▶ [Problem to work on]: Output all of the entries beneath, exactly as written.

======== Material supplied

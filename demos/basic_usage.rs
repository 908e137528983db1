//! Basic logger usage example
//!
//! Demonstrates level routing, structured fields and the formatting macros
//! with the console handler.
//!
//! Run with: cargo run --example basic_usage

use rust_log_router::handlers::console::FileDisplay;
use rust_log_router::prelude::*;
use rust_log_router::{info, warn};

fn main() -> Result<()> {
    println!("=== Rust Log Router - Basic Usage Example ===\n");

    // Everything from Info up goes to the console; Debug has no listener.
    let logger = Logger::builder()
        .handler(
            ConsoleHandler::new().with_buffers_and_workers(64, 2),
            &[
                LogLevel::Info,
                LogLevel::Notice,
                LogLevel::Warn,
                LogLevel::Error,
                LogLevel::Alert,
            ],
        )
        .build()?;

    println!("1. Logging at different levels:");
    logger.debug("This is a debug message (no handler, dropped)");
    logger.info("This is an info message");
    logger.notice("This is a notice message");
    logger.warn("This is a warning message");
    logger.error("This is an error message");
    logger.alert("This is an alert message");

    println!("\n2. Structured fields:");
    logger
        .with_fields([logger.field("user", "ada"), logger.field("attempt", 3)])
        .field("locked", false)
        .warn("login failed");

    println!("\n3. Formatted messages:");
    let port = 8080;
    info!(logger, "Server listening on port {}", port);
    warn!(logger, "Retry attempt {} of {}", 2, 5);

    println!("\n4. A second handler with plain output and no file names:");
    logger.register_handler(
        ConsoleHandler::new()
            .with_colors(false)
            .with_file_display(FileDisplay::Omit)
            .with_writer(std::io::stdout()),
        &[LogLevel::Error],
    )?;
    logger.error("Delivered to both handlers");

    let metrics = logger.metrics();
    println!(
        "\nDispatched: {}, deliveries: {}, unrouted: {}",
        metrics.dispatched(),
        metrics.deliveries(),
        metrics.unrouted()
    );

    println!("\n=== Example completed successfully! ===");

    Ok(())
}
//! Core types: entries, fields, pools, routing and the logger itself

pub mod barrier;
pub mod error;
pub mod field;
pub mod field_logger;
pub mod global;
pub mod handler;
pub mod log_entry;
pub mod log_level;
pub mod logger;
pub mod metrics;
pub mod pool;
pub mod routing;
pub mod timestamp;
pub mod trace;

pub use barrier::CompletionBarrier;
pub use error::{LoggerError, PanicSignal, Result};
pub use field::{Field, FieldValue};
pub use field_logger::FieldLogger;
pub use global::{global_logger, set_global_logger};
pub use handler::Handler;
pub use log_entry::{Entry, EntryBody, HandlerEntry};
pub use log_level::LogLevel;
pub use logger::{default_duration_format, DurationFormatFn, ExitHook, Logger, LoggerBuilder};
pub use metrics::{HandlerMetrics, LoggerMetrics};
pub use pool::{Pool, PoolStats, Reset, DEFAULT_POOL_CAPACITY};
pub use routing::RoutingTable;
pub use timestamp::TimestampFormat;
pub use trace::{Trace, TraceEntry};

================

▶ [Written answer]:
filename demos/basic_usage.rs
repository 908e137528983db1
//! Basic logger usage example
//!
//! Demonstrates level routing, structured fields and the formatting macros
//! with the console handler.
//!
//! Run with: cargo run --example basic_usage

use rust_log_router::handlers::console::FileDisplay;
use rust_log_router::prelude::*;
use rust_log_router::{info, warn};

fn main() -> Result<()> {
    println!("=== Rust Log Router - Basic Usage Example ===\n");

    // Everything from Info up goes to the console; Debug has no listener.
    let logger = Logger::builder()
        .handler(
            ConsoleHandler::new().with_buffers_and_workers(64, 2),
            &[
                LogLevel::Info,
                LogLevel::Notice,
                LogLevel::Warn,
                LogLevel::Error,
                LogLevel::Alert,
            ],
        )
        .build()?;

    println!("1. Logging at different levels:");
    logger.debug("This is a debug message (no handler, dropped)");
    logger.info("This is an info message");
    logger.notice("This is a notice message");
    logger.warn("This is a warning message");
    logger.error("This is an error message");
    logger.alert("This is an alert message");

    println!("\n2. Structured fields:");
    logger
        .with_fields([logger.field("user", "ada"), logger.field("attempt", 3)])
        .field("locked", false)
        .warn("login failed");

    println!("\n3. Formatted messages:");
    let port = 8080;
    info!(logger, "Server listening on port {}", port);
    warn!(logger, "Retry attempt {} of {}", 2, 5);

    println!("\n4. A second handler with plain output and no file names:");
    logger.register_handler(
        ConsoleHandler::new()
            .with_colors(false)
            .with_file_display(FileDisplay::Omit)
            .with_writer(std::io::stdout()),
        &[LogLevel::Error],
    )?;
    logger.error("Delivered to both handlers");

    let metrics = logger.metrics();
    println!(
        "\nDispatched: {}, deliveries: {}, unrouted: {}",
        metrics.dispatched(),
        metrics.deliveries(),
        metrics.unrouted()
    );

    println!("\n=== Example completed successfully! ===");

    Ok(())
}
//! Core types: entries, fields, pools, routing and the logger itself

pub mod barrier;
pub mod error;
pub mod field;
pub mod field_logger;
pub mod global;
pub mod handler;
pub mod log_entry;
pub mod log_level;
pub mod logger;
pub mod metrics;
pub mod pool;
pub mod routing;
pub mod timestamp;
pub mod trace;

pub use barrier::CompletionBarrier;
pub use error::{LoggerError, PanicSignal, Result};
pub use field::{Field, FieldValue};
pub use field_logger::FieldLogger;
pub use global::{global_logger, set_global_logger};
pub use handler::Handler;
pub use log_entry::{Entry, EntryBody, HandlerEntry};
pub use log_level::LogLevel;
pub use logger::{default_duration_format, DurationFormatFn, ExitHook, Logger, LoggerBuilder};
pub use metrics::{HandlerMetrics, LoggerMetrics};
pub use pool::{Pool, PoolStats, Reset, DEFAULT_POOL_CAPACITY};
pub use routing::RoutingTable;
pub use timestamp::TimestampFormat;
pub use trace::{Trace, TraceEntry};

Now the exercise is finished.